Supplied information »
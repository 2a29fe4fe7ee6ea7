//! # Structured Logging Module
//!
//! Environment-aware `tracing` setup for the plugin process, plus helpers that
//! emit the structured records operators grep for when a step hangs.

use chrono::Utc;
use std::sync::OnceLock;
use tracing_subscriber::{fmt, layer::SubscriberExt, util::SubscriberInitExt, EnvFilter, Layer};
use uuid::Uuid;

use crate::config::{LogFormat, LoggingConfig};
use crate::config::loader::detect_environment;

static LOGGER_INITIALIZED: OnceLock<()> = OnceLock::new();

/// Initialize structured logging once per process.
///
/// `RUST_LOG` takes precedence, then the configured level, then a level
/// derived from the environment name. The plugin's stdout may be owned by
/// the host, so log lines go to stderr.
pub fn init_structured_logging(config: &LoggingConfig) {
    LOGGER_INITIALIZED.get_or_init(|| {
        let environment = detect_environment();
        let directive = config
            .level
            .clone()
            .unwrap_or_else(|| get_log_level(&environment).to_string());
        let filter = EnvFilter::try_from_default_env().unwrap_or_else(|_| EnvFilter::new(&directive));

        let layer = match config.format {
            LogFormat::Pretty => fmt::layer()
                .with_writer(std::io::stderr)
                .with_target(true)
                .with_level(true)
                .with_ansi(true)
                .with_filter(filter)
                .boxed(),
            LogFormat::Json => fmt::layer()
                .with_writer(std::io::stderr)
                .with_target(true)
                .with_level(true)
                .with_ansi(false)
                .json()
                .with_filter(filter)
                .boxed(),
        };

        // The host may have installed a subscriber already
        if tracing_subscriber::registry().with(layer).try_init().is_err() {
            tracing::debug!("Global tracing subscriber already initialized - continuing with existing subscriber");
        }

        tracing::info!(
            pid = std::process::id(),
            environment = %environment,
            format = ?config.format,
            "Structured logging initialized"
        );
    });
}

/// Get log level based on environment
fn get_log_level(environment: &str) -> &'static str {
    match environment {
        "production" => "info",
        _ => "debug",
    }
}

/// Log structured data for interaction step operations
pub fn log_step_operation(
    operation: &str,
    execution_id: Uuid,
    step_id: Uuid,
    status: &str,
    details: Option<&str>,
) {
    tracing::info!(
        operation = %operation,
        execution_id = %execution_id,
        step_id = %step_id,
        status = %status,
        details = details,
        timestamp = %Utc::now().to_rfc3339(),
        "STEP_OPERATION"
    );
}

/// Log error with full context
pub fn log_error(component: &str, operation: &str, error: &str, context: Option<&str>) {
    tracing::error!(
        component = %component,
        operation = %operation,
        error = %error,
        context = context,
        timestamp = %Utc::now().to_rfc3339(),
        "ERROR"
    );
}
//! # Execution Status Service
//!
//! The external store that owns step and execution records. The interaction
//! controller reads and writes it only through [`ExecutionStatusService`].
//!
//! ## Implementations
//!
//! - [`HttpStatusService`]: REST client for the workflow backend
//! - [`crate::test_helpers::InMemoryStatusService`]: in-process store with
//!   scripted human decisions, for tests and dry runs

#[cfg(feature = "http-client")]
pub mod http;

use async_trait::async_trait;
use std::sync::Arc;
use uuid::Uuid;

use crate::error::Result;
use crate::models::{Execution, ExecutionStep, StepPatch};
use crate::state_machine::ExecutionStatus;

#[cfg(feature = "http-client")]
pub use http::HttpStatusService;

/// Read/write access to step and execution state
///
/// Every method is a single remote call. Implementations do not retry;
/// the caller decides what a failure means.
#[async_trait]
pub trait ExecutionStatusService: Send + Sync + 'static {
    /// Apply a partial update to a step. Fields left unset are not touched.
    async fn update_step(&self, execution_id: Uuid, patch: &StepPatch) -> Result<()>;

    /// Fetch the current snapshot of a step
    async fn get_step(&self, execution_id: Uuid, step_id: Uuid) -> Result<ExecutionStep>;

    /// Replace the coarse status of an execution
    async fn set_execution_status(
        &self,
        execution: &Execution,
        status: ExecutionStatus,
    ) -> Result<()>;

    /// Flag the execution as blocked on a human decision
    async fn set_to_interaction_required(&self, execution: &Execution) -> Result<()> {
        self.set_execution_status(execution, ExecutionStatus::InteractionWaiting)
            .await
    }

    /// Flag the execution as running again
    async fn set_to_running(&self, execution: &Execution) -> Result<()> {
        self.set_execution_status(execution, ExecutionStatus::Running)
            .await
    }
}

#[async_trait]
impl<S: ExecutionStatusService + ?Sized> ExecutionStatusService for Arc<S> {
    async fn update_step(&self, execution_id: Uuid, patch: &StepPatch) -> Result<()> {
        (**self).update_step(execution_id, patch).await
    }

    async fn get_step(&self, execution_id: Uuid, step_id: Uuid) -> Result<ExecutionStep> {
        (**self).get_step(execution_id, step_id).await
    }

    async fn set_execution_status(
        &self,
        execution: &Execution,
        status: ExecutionStatus,
    ) -> Result<()> {
        (**self).set_execution_status(execution, status).await
    }

    async fn set_to_interaction_required(&self, execution: &Execution) -> Result<()> {
        (**self).set_to_interaction_required(execution).await
    }

    async fn set_to_running(&self, execution: &Execution) -> Result<()> {
        (**self).set_to_running(execution).await
    }
}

To do »
Above are the records; from them, give again exactly the lines from the one containing "use crate::state_machine::ExecutionStatus;" through the one containing "are not touched.", both included.

Result »
use crate::state_machine::ExecutionStatus;

#[cfg(feature = "http-client")]
pub use http::HttpStatusService;

/// Read/write access to step and execution state
///
/// Every method is a single remote call. Implementations do not retry;
/// the caller decides what a failure means.
#[async_trait]
pub trait ExecutionStatusService: Send + Sync + 'static {
    /// Apply a partial update to a step. Fields left unset are not touched.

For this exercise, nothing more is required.